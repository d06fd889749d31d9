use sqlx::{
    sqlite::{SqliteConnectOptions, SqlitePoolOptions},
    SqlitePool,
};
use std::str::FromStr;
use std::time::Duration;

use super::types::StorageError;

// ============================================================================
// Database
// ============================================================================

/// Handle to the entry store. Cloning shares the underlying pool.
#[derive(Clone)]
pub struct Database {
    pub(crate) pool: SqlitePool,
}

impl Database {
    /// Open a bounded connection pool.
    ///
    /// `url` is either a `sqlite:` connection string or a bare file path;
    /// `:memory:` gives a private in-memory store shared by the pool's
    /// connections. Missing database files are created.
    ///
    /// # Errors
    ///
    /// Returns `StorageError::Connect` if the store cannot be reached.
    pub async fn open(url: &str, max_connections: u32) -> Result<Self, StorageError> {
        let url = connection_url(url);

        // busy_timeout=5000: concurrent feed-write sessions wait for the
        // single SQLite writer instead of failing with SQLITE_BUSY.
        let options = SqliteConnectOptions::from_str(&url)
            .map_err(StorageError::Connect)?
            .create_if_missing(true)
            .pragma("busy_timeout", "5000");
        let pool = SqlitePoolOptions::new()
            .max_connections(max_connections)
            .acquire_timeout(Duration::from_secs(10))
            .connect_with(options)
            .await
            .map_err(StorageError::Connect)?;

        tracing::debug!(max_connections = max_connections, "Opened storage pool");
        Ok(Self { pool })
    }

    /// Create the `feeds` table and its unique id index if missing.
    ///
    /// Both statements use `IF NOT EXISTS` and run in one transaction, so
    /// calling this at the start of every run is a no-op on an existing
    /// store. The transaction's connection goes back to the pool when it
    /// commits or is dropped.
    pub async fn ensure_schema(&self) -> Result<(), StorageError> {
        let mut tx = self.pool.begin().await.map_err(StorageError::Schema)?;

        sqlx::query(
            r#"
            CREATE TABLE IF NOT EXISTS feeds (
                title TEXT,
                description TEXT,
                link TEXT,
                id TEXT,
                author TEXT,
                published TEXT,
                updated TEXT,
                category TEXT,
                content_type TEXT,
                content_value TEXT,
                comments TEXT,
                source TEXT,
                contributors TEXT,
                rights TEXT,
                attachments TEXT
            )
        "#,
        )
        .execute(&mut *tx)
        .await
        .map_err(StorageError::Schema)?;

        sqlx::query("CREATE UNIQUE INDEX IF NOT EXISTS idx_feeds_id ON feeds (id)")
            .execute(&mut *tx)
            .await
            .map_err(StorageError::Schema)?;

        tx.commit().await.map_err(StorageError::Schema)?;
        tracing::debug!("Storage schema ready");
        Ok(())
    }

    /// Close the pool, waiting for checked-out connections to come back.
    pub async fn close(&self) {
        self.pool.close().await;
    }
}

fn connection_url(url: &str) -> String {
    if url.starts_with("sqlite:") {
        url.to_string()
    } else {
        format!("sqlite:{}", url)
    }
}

======

THE TASK: Look for the word "feeds" in every line of the listing and copy the lines that have it.

TASK ANSWER:
    /// Create the `feeds` table and its unique id index if missing.
            CREATE TABLE IF NOT EXISTS feeds (
        sqlx::query("CREATE UNIQUE INDEX IF NOT EXISTS idx_feeds_id ON feeds (id)")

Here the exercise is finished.